Le photographe repère, d’abord, de jour des lieux aux abords de forêts. Il les marque d’un signe secret pour de nuit, en faire les sites à venir de ses images. Revenu de nuit, il les photographie à la lueur des phares de sa voiture : elles deviennent, dès lors- o tempore- ces photographies qu’il entoure souvent de caissons rétroéclairés. Il recourt, pour ce faire, à un savant système de leds par lesquels il n’éclaire que les éléments qu’il décide dans le noir intense de ses fonds.

Ce dispositif donne à ces sites de l’inerte – arbre ou tronc d’arbres, pierre du Sidobre, bosquet au bord d’un lac – une lente pulsation régulière, leur eurythmie. Écho à l’injonction de Paul Klee, il ne peint pas le visible, mais le rend visible, il rend vie à ce que nos yeux fatigués croient inertes. La lumière irradie des motifs eux-mêmes, ces objets inertes, en une atmosphère fantastique. Ainsi un bosquet au bord d’un lac se fait-il écho à la végétation de L’île des Morts de Böcklin : trouée bioluminescente dans le noir de la page. Un arbre brûlé lors des feux subis par la montagne d’Alaric est revit : ses extrémités encore marquées par le feu vibrent, réveillant la tendre remontée de la sève au cœur de l’arbre qui, par là, reprend vie et dans la réalité et en photographie. Les battements du cœur du regardeur vibrent au rythme même de l’image dont la prédation propre à la photographie est source de mystère et de fantastique raisonné.

Un film suit le photographe dans cet univers forestier qu’il affectionne, alors qu’il s’enfonce de façon étrange et onirique à la lumière de sa torche. Cette ambiance expliquerait la réaction d’une des visiteuses de l’exposition, ces photographies « la faisaient flipper ».

Du travail d’Éric Rumeau émane, en effet, cette tension entre beauté et inquiétante étrangeté, entre indifférence de l’humain à l’apparemment inerte et la vigueur de la nature, entre la beauté et le terrible.

« Car le beau n’est que le commencement du terrible,
ce que tout juste nous pouvons supporter
et nous l’admirons tant parce qu’il dédaigne
de nous détruire »

Rainer Maria Rilke.
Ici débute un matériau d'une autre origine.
use super::config::SplitConfig;
use super::error::EngineError;
use rand::SeedableRng;
use rand::rngs::StdRng;
use rand::seq::SliceRandom;

#[derive(Debug, Clone, PartialEq, Eq)]
pub struct TrainTestSplit {
    pub train: Vec<usize>,
    pub test: Vec<usize>,
}

/// Partitions `0..n` into train and test indices.
///
/// The test side receives `round(n * test_fraction)` records, clamped so that neither
/// side is empty. Without shuffling the first records train and the rest test.
pub fn train_test_split(n: usize, config: &SplitConfig) -> Result<TrainTestSplit, EngineError> {
    config.validate()?;
    if n < 2 {
        return Err(EngineError::InsufficientData {
            context: "train/test split",
            required: 2,
            available: n,
        });
    }
    let n_test = ((n as f64 * config.test_fraction).round() as usize).clamp(1, n - 1);

    let mut indices: Vec<usize> = (0..n).collect();
    if config.shuffle {
        let mut rng = StdRng::seed_from_u64(config.seed);
        indices.shuffle(&mut rng);
    }
    let test = indices.split_off(n - n_test);
    Ok(TrainTestSplit {
        train: indices,
        test,
    })
}

#[cfg(test)]
mod tests {
    use super::*;

    fn config(test_fraction: f64, shuffle: bool) -> SplitConfig {
        SplitConfig {
            test_fraction,
            seed: 42,
            shuffle,
        }
    }

    #[test]
    fn unshuffled_split_keeps_order() {
        let split = train_test_split(10, &config(0.3, false)).unwrap();
        assert_eq!(split.train, (0..7).collect::<Vec<_>>());
        assert_eq!(split.test, vec![7, 8, 9]);
    }

    #[test]
    fn shuffled_split_is_a_seeded_partition() {
        let a = train_test_split(20, &config(0.25, true)).unwrap();
        let b = train_test_split(20, &config(0.25, true)).unwrap();
        assert_eq!(a, b);
        assert_eq!(a.test.len(), 5);

        let mut all: Vec<usize> = a.train.iter().chain(&a.test).copied().collect();
        all.sort();
        assert_eq!(all, (0..20).collect::<Vec<_>>());
    }

    #[test]
    fn both_sides_are_never_empty() {
        let tiny = train_test_split(2, &config(0.01, false)).unwrap();
        assert_eq!((tiny.train.len(), tiny.test.len()), (1, 1));
        let large = train_test_split(3, &config(0.99, false)).unwrap();
        assert_eq!((large.train.len(), large.test.len()), (1, 2));
        assert!(matches!(
            train_test_split(1, &config(0.5, false)),
            Err(EngineError::InsufficientData { available: 1, .. })
        ));
    }
}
Première élégie de Duino – traduction de Lorand Gaspar

Didier Samson – Rencontres Internationales Traverse Vidéo Toulouse – Mars 2024

 

Eric Rumeau accorde une grande place au silence et il est vrai que ces clairs-obscurs laissent muets de sidération. Ils prennent pour prétexte la science-fiction ou plutôt la connivence qui peut exister entre science et art, anticipations scientifiques et imagination des artistes, réel ou fiction.

L’idée est que toute matière cherche à communiquer et donc les pierres comme les autres règnes, lesquelles émettent de la lumière, on ne sait encore pourquoi, mais à considérer tels des signes.

Le photographe part ainsi à l’affût de phénomènes biolumineux qu’il découvre ou recompose dans la nature, qu’elle soit végétale, lacustre ou minérale. On est alors confrontés à la fois au mystère, à la beauté et à l’Eurythmie, que choisit l’artiste comme titre. Sans oublier l’inscription dans une tradition

picturale,celle des Rembrandt, des La Tour, des Caravage…

Avec cette impression que l’humain et le non-humain sont plus liés que supposé, et que tout l’art du photographe est de choisir l’angle idéal, lequel permettra de rendre visible l’invisible, possible l’impossible : en l’occurence la lumière des pierres.”

Bernard Teulon-Nouailles – Critique d’Art (membre AICA) – Auteur L’Art-vues – Août 2023

 

La photographie aux frontières du réel

Éric Rumeau questionne la dimension fictionnelle de la photographie et le rapport qu’elle entretient avec un imaginaire collectif à travers les références du fantastique et de la Science Fiction.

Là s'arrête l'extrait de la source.